Internet of Things (IoT) deployments combine heterogeneous, resource-constrained devices with weak security configurations, exposed services, limited logging, patching constraints, and long lifecycles. Signature- and threshold-based controls remain useful baselines, but they are insufficient as standalone mechanisms in dynamic IoT networks. Likewise, offline artificial intelligence (AI) benchmark performance alone does not establish operational deployability. This article presents a conceptual framework and research agenda for a Linux-based IoT edge gateway that combines resource-aware flow-level AI-assisted risk scoring, event-level explainability, and bounded mitigation through eBPF/XDP. The controller applies reversible, time-limited actions subject to critical-device safeguards, updates packet-level enforcement state, and records structured logs. The architecture separates complex reasoning and policy control in user space from concise packet-handling decisions in the kernel.
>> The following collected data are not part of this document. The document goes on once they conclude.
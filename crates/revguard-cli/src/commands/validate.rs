//! Validate command
//!
//! Check a candidate review without storing it.

use anyhow::{Context, Result};
use clap::Args;

use revguard_core::config::Config;
use revguard_core::validation::ReviewValidator;

/// Arguments for the validate command
#[derive(Debug, Args)]
pub struct ValidateArgs {
    /// Numeric rating (must be zero or greater)
    #[arg(long, allow_negative_numbers = true)]
    pub rating: f64,

    /// Review comment text
    #[arg(long, default_value = "")]
    pub comment: String,
}

/// Execute the validate command
pub fn execute(args: ValidateArgs, config: &Config) -> Result<()> {
    use colored::Colorize;

    let validator = ReviewValidator::from_config(&config.validation)
        .context("Failed to set up validator")?;

    if let Err(err) = validator.validate_review(args.rating, &args.comment) {
        let context = if err.is_rejection() {
            "Review rejected"
        } else {
            "Validation could not complete"
        };
        return Err(anyhow::Error::new(err).context(context));
    }

    println!("{} Review is admissible.", "✓".green());
    Ok(())
}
It also defines a future hardware-aware evaluation pathway covering detection quality, resource cost, response timing, rollback behaviour, and legitimate-traffic preservation. The paper does not report new experimental meas

翻译：物联网（IoT）部署将异构、资源受限的设备与薄弱的安全配置、暴露的服务、有限的日志记录、补丁约束和长生命周期相结合。基于签名和阈值的控制仍是有效的基线，但在动态物联网网络中，它们作为独立机制并不足够。同样，离线人工智能（AI）的基准性能本身也不能确定操作可部署性。本文提出了一个基于Linux的物联网边缘网关的概念框架和研究议程，该网关结合了资源感知的流级AI辅助风险评分、事件级可解释性以及通过eBPF/XDP的受限缓解。控制器应用可逆的、有时限的操作，并遵循关键设备保护措施，更新数据包级执行状态，并记录结构化日志。该架构将用户空间中的复杂推理和策略控制与内核中简洁的数据包处理决策分离。它还定义了一条未来的硬件感知评估路径，涵盖检测质量、资源成本、响应时机、回滚行为和合法流量保护。本文未报告新的实验测量结果。